Were America’s evangelical Christians always stalwartly pro-life and opposed to abortion? Sadly, we were not, and the story behind that delay should be on our minds as we ponder the dark anniversary of Roe v. Wade. To our shame, when Roe came evangelicals were part of the problem.
This fact would be shocking to many Americans today, who naturally associate evangelical Christians with the pro-life cause. But, prior to Roe v. Wade in 1973, evangelicals were, with a few notable exceptions, confused and uncertain about the question of abortion.
Two years before Roe, the Southern Baptist Convention passed a resolution calling for “legislation that will allow the possibility of abortion under such circumstances as rape, incest, clear evidence of fetal abnormality, and carefully ascertained evidence of the likelihood of damage to the emotional, mental, and physical health of the mother.”
That resolution reveals two very important aspects of this story. First, that the language of “the emotional, mental, and physical life of the mother” was already in use and, second, that the convention called for the legalization of what would become abortion on demand. After Roe, the language about emotional and mental health would be used to allow virtually any abortion for any reason.
Did Southern Baptists have any idea what they were doing? The leadership of the denomination’s ethics agency was then pro-abortion, but the convention itself passed the resolution. Clearly, no pro-life consensus then prevailed among Southern Baptists.
The same was generally true of the larger world of American evangelicalism. The November 8, 1968 edition of Christianity Today, the flagship evangelical magazine, featured numerous articles dealing with reproduction, including abortion and contraception. The issue contained what was called “A Protestant Affirmation” that stated: “Whether or not the performance of an induced abortion is sinful we are not agreed, but about the necessity of it and permissibility for it under certain circumstances we are in accord.”

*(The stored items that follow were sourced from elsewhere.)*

use crate::imp::hasher::sha256::SHA256;
use crate::Hasher;

#[test]
fn test_sha256_known_vector() {
    let hasher = SHA256 {};

    let result = hasher.hash_hex(b"abc").unwrap();

    assert_eq!(
        result,
        "ba7816bf8f01cfea414140de5dae2223b00361a396177a9cb410ff61f20015ad"
    );
}

#[test]
fn test_sha256_empty_input() {
    let hasher = SHA256 {};

    let result = hasher.hash_hex(b"").unwrap();

    assert_eq!(
        result,
        "e3b0c44298fc1c149afbf4c8996fb92427ae41e4649b934ca495991b7852b855"
    );
}

#[test]
fn test_sha256_hashes_raw_bytes_not_encoding() {
    let hasher = SHA256 {};
    let payload = vec![0x00u8, 0xff, 0x10, 0x80];

    // The digest of the raw bytes must differ from the digest of any textual
    // rendering of the same bytes.
    let raw = hasher.hash_hex(&payload).unwrap();
    let base64ish = hasher.hash_hex(b"AP8QgA==").unwrap();

    assert_ne!(raw, base64ish);
    assert_eq!(raw.len(), 64);
    assert!(raw.chars().all(|c| c.is_ascii_hexdigit() && !c.is_ascii_uppercase()));
}

#[test]
fn test_sha256_reader_matches_oneshot() {
    let hasher = SHA256 {};
    let payload = b"diploma file contents".to_vec();

    let oneshot = hasher.hash(&payload).unwrap();
    let streamed = SHA256::hash_reader(&mut payload.as_slice()).unwrap();

    assert_eq!(oneshot, streamed);
}
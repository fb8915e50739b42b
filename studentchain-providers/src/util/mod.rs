pub mod canonical;
use std::time::Duration;

pub struct CoreConfig {
    pub ledger_config: LedgerConfig,
    pub caching_config: CachingConfig,
}

pub struct LedgerConfig {
    pub rpc_url: String,
    pub contract_address: String,
    /// Upper bound for every ledger call, including the confirmation wait.
    pub call_timeout: Duration,
}

pub struct CachingConfig {
    pub cache_size: usize,
    /// Reconciliation results older than this are re-checked on the next
    /// refresh cycle.
    pub refresh_after: time::Duration,
}

impl Default for CoreConfig {
    fn default() -> Self {
        Self {
            ledger_config: LedgerConfig {
                rpc_url: "https://evm-t3.cronos.org".to_string(),
                contract_address: "0xc574902660d1a42bf9565c4033b08b4f52f9a6a4".to_string(),
                call_timeout: Duration::from_secs(30),
            },
            caching_config: CachingConfig {
                cache_size: 100,
                refresh_after: time::Duration::seconds(60),
            },
        }
    }
}
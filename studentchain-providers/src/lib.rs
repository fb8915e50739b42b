//! Traits and implementations for the student record submission, approval
//! and ledger verification workflow.

pub mod common_models;
pub mod http_client;
pub mod ledger;
pub mod reconciliation;
pub mod storage;
pub mod util;
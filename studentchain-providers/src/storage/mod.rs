//! Persistence for accounts and their embedded records.
//!
//! Records live inside their owning account, ordered by submission.
//! Record-level lookups scan the account collection; the data volume is
//! small enough that no secondary index is kept.
//!
//! No cross-call atomicity is provided beyond a single operation: two
//! conflicting transitions on the same record are a last-write-wins race.

use thiserror::Error;

use crate::common_models::account::{Account, AccountId, WalletAddress};
use crate::common_models::record::{Record, RecordId, RecordStatus};

pub mod in_memory;

#[cfg_attr(any(test, feature = "mock"), mockall::automock)]
#[async_trait::async_trait]
pub trait AccountStorage: Send + Sync {
    async fn get(&self, id: &AccountId) -> Result<Option<Account>, StorageError>;

    /// Case-insensitive wallet lookup.
    async fn get_by_wallet(&self, address: &str) -> Result<Option<Account>, StorageError>;

    async fn insert(&self, account: Account) -> Result<(), StorageError>;

    /// Appends a record to the owning account.
    async fn push_record(&self, owner: &AccountId, record: Record) -> Result<(), StorageError>;

    /// Locates a record and its owning account by record id.
    async fn find_record(&self, id: &RecordId) -> Result<Option<OwnedRecord>, StorageError>;

    /// Replaces the stored record carrying the same id.
    async fn update_record(&self, owner: &AccountId, record: Record) -> Result<(), StorageError>;

    /// Removes a record permanently. Returns false if it was not present.
    async fn remove_record(&self, owner: &AccountId, id: &RecordId)
        -> Result<bool, StorageError>;

    /// All records whose status is one of `statuses`, paired with the
    /// owning account.
    async fn list_records_by_status(
        &self,
        statuses: &[RecordStatus],
    ) -> Result<Vec<OwnedRecord>, StorageError>;
}

/// A record paired with its owning account.
#[derive(Clone, Debug, PartialEq, Eq)]
pub struct OwnedRecord {
    pub owner_id: AccountId,
    pub owner_wallet: WalletAddress,
    pub record: Record,
}

#[derive(Clone, Debug, Error)]
pub enum StorageError {
    #[error("Get error: `{0}`")]
    Get(String),
    #[error("Insert error: `{0}`")]
    Insert(String),
    #[error("Update error: `{0}`")]
    Update(String),
    #[error("Delete error: `{0}`")]
    Delete(String),
    #[error("Account not found: `{0}`")]
    AccountNotFound(AccountId),
}
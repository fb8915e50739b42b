use serde::{Deserialize, Serialize};
use time::OffsetDateTime;
use uuid::Uuid;

use super::macros::{impl_display, impl_from, impl_into};
use super::record::Record;

#[derive(Debug, Clone, Copy, Eq, PartialEq, Hash, Serialize, Deserialize)]
pub struct AccountId(Uuid);
impl_display!(AccountId);
impl_from!(AccountId; Uuid);
impl_into!(AccountId; Uuid);

/// Wallet address used for login and ledger anchoring.
///
/// Addresses arrive from wallets in mixed case; the stored form is trimmed
/// and lowercased on registration, and comparisons go through [`matches`]
/// so lookups stay case-insensitive.
///
/// [`matches`]: WalletAddress::matches
#[derive(Debug, Clone, Eq, PartialEq, Hash, Serialize, Deserialize)]
pub struct WalletAddress(String);
impl_display!(WalletAddress);

impl WalletAddress {
    pub fn new(address: impl Into<String>) -> Self {
        Self(address.into().trim().to_lowercase())
    }

    /// Case-insensitive comparison against a raw address string.
    pub fn matches(&self, other: &str) -> bool {
        self.0.eq_ignore_ascii_case(other.trim())
    }

    pub fn as_str(&self) -> &str {
        &self.0
    }
}

#[derive(Clone, Debug, Eq, PartialEq, Serialize, Deserialize)]
#[serde(rename_all = "lowercase")]
pub enum AccountRole {
    Student,
    School,
    Company,
}

/// An account, created on first login with a previously unseen wallet
/// address. Accounts are never deleted.
#[derive(Clone, Debug, Eq, PartialEq)]
pub struct Account {
    pub id: AccountId,
    pub email: String,
    pub wallet_address: WalletAddress,
    pub role: AccountRole,
    pub created_date: OffsetDateTime,

    // Records are embedded in their owning account, ordered by submission.
    pub records: Vec<Record>,
}
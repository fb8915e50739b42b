use serde::{Deserialize, Serialize};
use strum::Display;
use time::OffsetDateTime;
use uuid::Uuid;

use super::account::WalletAddress;
use super::macros::{impl_display, impl_from, impl_into};
use crate::util::canonical::CanonicalHash;

#[derive(Debug, Clone, Copy, Eq, PartialEq, Hash, Serialize, Deserialize)]
pub struct RecordId(Uuid);
impl_display!(RecordId);
impl_from!(RecordId; Uuid);
impl_into!(RecordId; Uuid);

/// One submitted document.
#[derive(Clone, Debug, Eq, PartialEq)]
pub struct Record {
    pub id: RecordId,
    pub file_name: String,
    /// Canonical content hash. Immutable once the record is submitted.
    /// Duplicate hashes across records are allowed; uniqueness is not a
    /// data-model constraint.
    pub content_hash: CanonicalHash,
    pub file_data: Vec<u8>,
    pub status: RecordStatus,
    /// Wallet of the school account that decided on the record.
    pub verified_by: Option<WalletAddress>,
    pub created_date: OffsetDateTime,
    pub verified_date: Option<OffsetDateTime>,
}

/// The single canonical status vocabulary. Any display-language mapping
/// happens strictly at the presentation boundary, never here.
#[derive(Debug, Eq, PartialEq, Clone, Copy, Hash, Serialize, Deserialize, Display)]
#[serde(rename_all = "SCREAMING_SNAKE_CASE")]
pub enum RecordStatus {
    Pending,
    Verified,
    Rejected,
    Revoked,
}

impl RecordStatus {
    /// Terminal statuses admit no further transition.
    pub fn is_terminal(&self) -> bool {
        matches!(self, RecordStatus::Rejected | RecordStatus::Revoked)
    }
}
pub mod sha256;
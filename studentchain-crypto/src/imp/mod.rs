pub mod hasher;

#[cfg(test)]
mod test;
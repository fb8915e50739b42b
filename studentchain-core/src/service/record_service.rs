//! The record lifecycle state machine.
//!
//! Legal transitions, and who may trigger them:
//!
//! | From     | Action  | Actor  | To        |
//! |----------|---------|--------|-----------|
//! | —        | submit  | owner  | Pending   |
//! | Pending  | approve | school | Verified  |
//! | Pending  | reject  | school | Rejected  |
//! | Pending  | cancel  | owner  | (deleted) |
//! | Verified | revoke  | school | Revoked   |
//!
//! Rejected and Revoked are terminal. Every other combination of status and
//! action fails with [`RecordServiceError::InvalidState`]; in particular,
//! re-approving an already Verified record is an error rather than a
//! timestamp-refreshing no-op.
//!
//! Approve and revoke anchor their ledger write and wait for confirmation
//! *before* mutating local state: a failed or unconfirmed ledger call leaves
//! the record untouched and surfaces the specific ledger failure to the
//! caller. There is no automatic retry.

use std::sync::Arc;

use studentchain_providers::common_models::account::{Account, AccountId, AccountRole};
use studentchain_providers::common_models::record::{Record, RecordId, RecordStatus};
use studentchain_providers::ledger::LedgerClient;
use studentchain_providers::storage::{AccountStorage, OwnedRecord};
use studentchain_providers::util::canonical::canonicalize;
use time::OffsetDateTime;
use uuid::Uuid;

use crate::service::error::RecordServiceError;

pub struct RecordService {
    storage: Arc<dyn AccountStorage>,
    ledger: Arc<dyn LedgerClient>,
}

impl RecordService {
    pub fn new(storage: Arc<dyn AccountStorage>, ledger: Arc<dyn LedgerClient>) -> Self {
        Self { storage, ledger }
    }

    /// Creates a Pending record owned by `owner_id`. The hash is stored in
    /// canonical form and is immutable afterwards. Duplicate hashes are
    /// allowed.
    pub async fn submit(
        &self,
        owner_id: &AccountId,
        file_name: &str,
        content_hash: &str,
        file_data: Vec<u8>,
    ) -> Result<RecordId, RecordServiceError> {
        let content_hash = canonicalize(content_hash);
        if content_hash.is_empty() {
            return Err(RecordServiceError::Validation(
                "missing content hash".to_string(),
            ));
        }
        if self.storage.get(owner_id).await?.is_none() {
            return Err(RecordServiceError::Validation(format!(
                "unknown owner account `{owner_id}`"
            )));
        }

        let record = Record {
            id: RecordId::from(Uuid::new_v4()),
            file_name: file_name.to_string(),
            content_hash,
            file_data,
            status: RecordStatus::Pending,
            verified_by: None,
            created_date: OffsetDateTime::now_utc(),
            verified_date: None,
        };
        let id = record.id;
        self.storage.push_record(owner_id, record).await?;
        tracing::info!("record {id} submitted by account {owner_id}");

        Ok(id)
    }

    /// Approves a Pending record. The hash is anchored on the ledger and
    /// the transaction confirmed first; on ledger failure the record stays
    /// Pending.
    pub async fn approve(
        &self,
        record_id: &RecordId,
        verifier_id: &AccountId,
    ) -> Result<Record, RecordServiceError> {
        let verifier = self.require_school(verifier_id, "approve").await?;
        let owned = self.require_record(record_id).await?;
        let mut record = owned.record;
        if record.status != RecordStatus::Pending {
            return Err(RecordServiceError::InvalidState {
                action: "approve",
                status: record.status,
            });
        }

        let transaction = self
            .ledger
            .add_record(&record.content_hash, &owned.owner_wallet)
            .await?;
        self.ledger.await_confirmation(transaction).await?;

        record.status = RecordStatus::Verified;
        record.verified_by = Some(verifier.wallet_address.clone());
        record.verified_date = Some(OffsetDateTime::now_utc());
        self.storage.update_record(&owned.owner_id, record.clone()).await?;
        tracing::info!(
            "record {record_id} approved by school {}",
            verifier.wallet_address
        );

        Ok(record)
    }

    /// Rejects a Pending record. No ledger interaction; Rejected is
    /// terminal.
    pub async fn reject(
        &self,
        record_id: &RecordId,
        verifier_id: &AccountId,
    ) -> Result<Record, RecordServiceError> {
        let verifier = self.require_school(verifier_id, "reject").await?;
        let owned = self.require_record(record_id).await?;
        let mut record = owned.record;
        if record.status != RecordStatus::Pending {
            return Err(RecordServiceError::InvalidState {
                action: "reject",
                status: record.status,
            });
        }

        record.status = RecordStatus::Rejected;
        record.verified_by = Some(verifier.wallet_address.clone());
        record.verified_date = Some(OffsetDateTime::now_utc());
        self.storage.update_record(&owned.owner_id, record.clone()).await?;
        tracing::info!(
            "record {record_id} rejected by school {}",
            verifier.wallet_address
        );

        Ok(record)
    }

    /// Removes a still-Pending record permanently. Only the owning account
    /// may cancel.
    pub async fn cancel(
        &self,
        record_id: &RecordId,
        caller_id: &AccountId,
    ) -> Result<(), RecordServiceError> {
        let owned = self.require_record(record_id).await?;
        if owned.owner_id != *caller_id {
            return Err(RecordServiceError::Authorization(
                "only the owning account may cancel a record".to_string(),
            ));
        }
        if owned.record.status != RecordStatus::Pending {
            return Err(RecordServiceError::InvalidState {
                action: "cancel",
                status: owned.record.status,
            });
        }

        if !self.storage.remove_record(&owned.owner_id, record_id).await? {
            return Err(RecordServiceError::RecordNotFound(*record_id));
        }
        tracing::info!("record {record_id} cancelled by its owner");

        Ok(())
    }

    /// Revokes a Verified record. The ledger revocation is confirmed before
    /// the local status changes; Revoked is terminal.
    pub async fn revoke(
        &self,
        record_id: &RecordId,
        verifier_id: &AccountId,
    ) -> Result<Record, RecordServiceError> {
        let verifier = self.require_school(verifier_id, "revoke").await?;
        let owned = self.require_record(record_id).await?;
        let mut record = owned.record;
        if record.status != RecordStatus::Verified {
            return Err(RecordServiceError::InvalidState {
                action: "revoke",
                status: record.status,
            });
        }

        let transaction = self.ledger.revoke_record(&record.content_hash).await?;
        self.ledger.await_confirmation(transaction).await?;

        record.status = RecordStatus::Revoked;
        self.storage.update_record(&owned.owner_id, record.clone()).await?;
        tracing::info!(
            "record {record_id} revoked by school {}",
            verifier.wallet_address
        );

        Ok(record)
    }

    /// Records in exactly the given status, across all accounts.
    pub async fn list_by_status(
        &self,
        status: RecordStatus,
    ) -> Result<Vec<OwnedRecord>, RecordServiceError> {
        Ok(self.storage.list_records_by_status(&[status]).await?)
    }

    /// Records awaiting a school decision.
    pub async fn pending_queue(&self) -> Result<Vec<OwnedRecord>, RecordServiceError> {
        self.list_by_status(RecordStatus::Pending).await
    }

    /// Approved records. Revoked records are included so revocation history
    /// stays visible.
    pub async fn approved_queue(&self) -> Result<Vec<OwnedRecord>, RecordServiceError> {
        Ok(self
            .storage
            .list_records_by_status(&[RecordStatus::Verified, RecordStatus::Revoked])
            .await?)
    }

    async fn require_school(
        &self,
        verifier_id: &AccountId,
        action: &'static str,
    ) -> Result<Account, RecordServiceError> {
        let verifier = self.storage.get(verifier_id).await?.ok_or_else(|| {
            RecordServiceError::Validation(format!("unknown verifier account `{verifier_id}`"))
        })?;
        if verifier.role != AccountRole::School {
            return Err(RecordServiceError::Authorization(format!(
                "only school accounts may {action} records"
            )));
        }

        Ok(verifier)
    }

    async fn require_record(
        &self,
        record_id: &RecordId,
    ) -> Result<OwnedRecord, RecordServiceError> {
        self.storage
            .find_record(record_id)
            .await?
            .ok_or(RecordServiceError::RecordNotFound(*record_id))
    }
}
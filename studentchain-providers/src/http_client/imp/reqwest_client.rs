use crate::http_client::{HttpClient, HttpClientError, Response, StatusCode};

#[derive(Clone)]
pub struct ReqwestClient {
    pub client: reqwest::Client,
}

impl ReqwestClient {
    pub fn new(client: reqwest::Client) -> Self {
        Self { client }
    }
}

impl Default for ReqwestClient {
    fn default() -> Self {
        Self::new(Default::default())
    }
}

#[async_trait::async_trait]
impl HttpClient for ReqwestClient {
    async fn post_json(&self, url: &str, body: Vec<u8>) -> Result<Response, HttpClientError> {
        let response = self
            .client
            .post(url)
            .header("content-type", "application/json")
            .body(body)
            .send()
            .await
            .map_err(|e| HttpClientError::HttpError(e.to_string()))?;

        let status = StatusCode(response.status().as_u16());
        let body = response
            .bytes()
            .await
            .map_err(|e| HttpClientError::HttpError(e.to_string()))?
            .to_vec();

        Ok(Response { body, status })
    }
}
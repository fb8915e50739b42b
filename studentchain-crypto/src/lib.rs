//! Content digests for submitted record files.
//!
//! Hashing is delimited in its own crate so the digest primitive anchored on
//! the ledger can be audited or replaced independently of the rest of the
//! library. The digest is always computed over the exact raw bytes of the
//! uploaded file, never over a textual or base64 encoding of it, so that the
//! stored hash matches one computed independently by any outside verifier.

use thiserror::Error;

pub mod imp;

#[derive(Debug, PartialEq, Eq, Error)]
pub enum HasherError {
    #[error("Could not hash")]
    CouldNotHash,
}

/// Provides hashing of raw file bytes.
#[cfg_attr(any(test, feature = "mock"), mockall::automock)]
pub trait Hasher: Send + Sync {
    /// Digest as lowercase hex, the textual form stored with the record and
    /// anchored on the ledger.
    fn hash_hex(&self, input: &[u8]) -> Result<String, HasherError>;

    /// Raw digest bytes.
    fn hash(&self, input: &[u8]) -> Result<Vec<u8>, HasherError>;
}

But all that was soon to change, and Roe was the catalyst for the moral revolution within evangelicalism. The reality of abortion on demand and exposure to the logic of the abortion rights movement led to a fundamental shift in the evangelical conscience. By 1976 the Southern Baptist Convention would declare every abortion to be a “decision to terminate the life of an innocent human being.” Similarly, the large evangelical movement would develop an overwhelming pro-life consensus, seeing abortion as a great moral evil and a threat to the dignity of all human life. Influential evangelical figures like Francis Schaeffer and Dr. C. Everett Koop (later Surgeon General of the United States) helped to forge a united evangelical front against abortion.
There is more to the story of course. One often overlooked dimension of the story is the intersection of evangelical and Roman Catholic concerns in the emergence of a pro-life coalition. While most evangelicals were either on the wrong side of the issue or politically disengaged, Roman Catholic leaders were on the front lines opposing abortion as a fundamental assault on human dignity. By the late 1960s, the Roman Catholic Church was fighting demands for the legalization of abortion nationally and state by state – opposition that preceded the 1968 papal encyclical Humanae Vitae.
By the time Roe was handed down, Catholic leaders had developed sophisticated arguments and growing organizations to fight for the pro-life cause. In 1967, six years before Roe, Catholics had led in the creation of the National Right to Life Committee. The Catholic tradition, drawn largely from the natural law, became the foundational intellectual contribution to the development of a united front against abortion. Nevertheless, for evangelicals to join the movement in a decisive way, arguments drawn directly from Scripture had to be formed and then preached from the pulpits of evangelical churches.
Those arguments captured the conscience of the evangelical movement and produced a seismic shift within the movement and within the political life of the nation. From the 1980 U. S. presidential election until the present, the pro-life movement has been populated, funded, and directed, for the most part, by evangelical and Roman Catholic leaders. Beyond that, the emergence of crisis pregnancy centers and support systems for women considering abortion have come from the work of millions of pro-life Roman Catholics and evangelicals at the grassroots.
Does this represent a new ecumenism? The reality is actually quite counter-intuitive. The fact that Roman Catholics and evangelicals work together on the front lines of moral and cultural issues should not mislead. The cooperation is genuine and necessary, as we both understand. At the same time, the very Roman Catholics who remain stalwartly pro-life are those Roman Catholics who most closely adhere to the doctrinal teachings of their church. The same is true on the evangelical side, where moral conviction is most clear where doctrinal convictions have the greatest hold.
In other words, those volunteers working together at the local crisis pregnancy center are, most likely, the most Catholic of Catholics and the most evangelical of evangelicals. Our doctrinal differences remain, and they remain of vital importance, but we have arrived at the moral emergency together, and we have urgent work to do.
Honesty compels evangelicals to confess that the Roman Catholics were here first, but Roe explains why the evangelicals did show up to the pro-life cause–late, but here at last.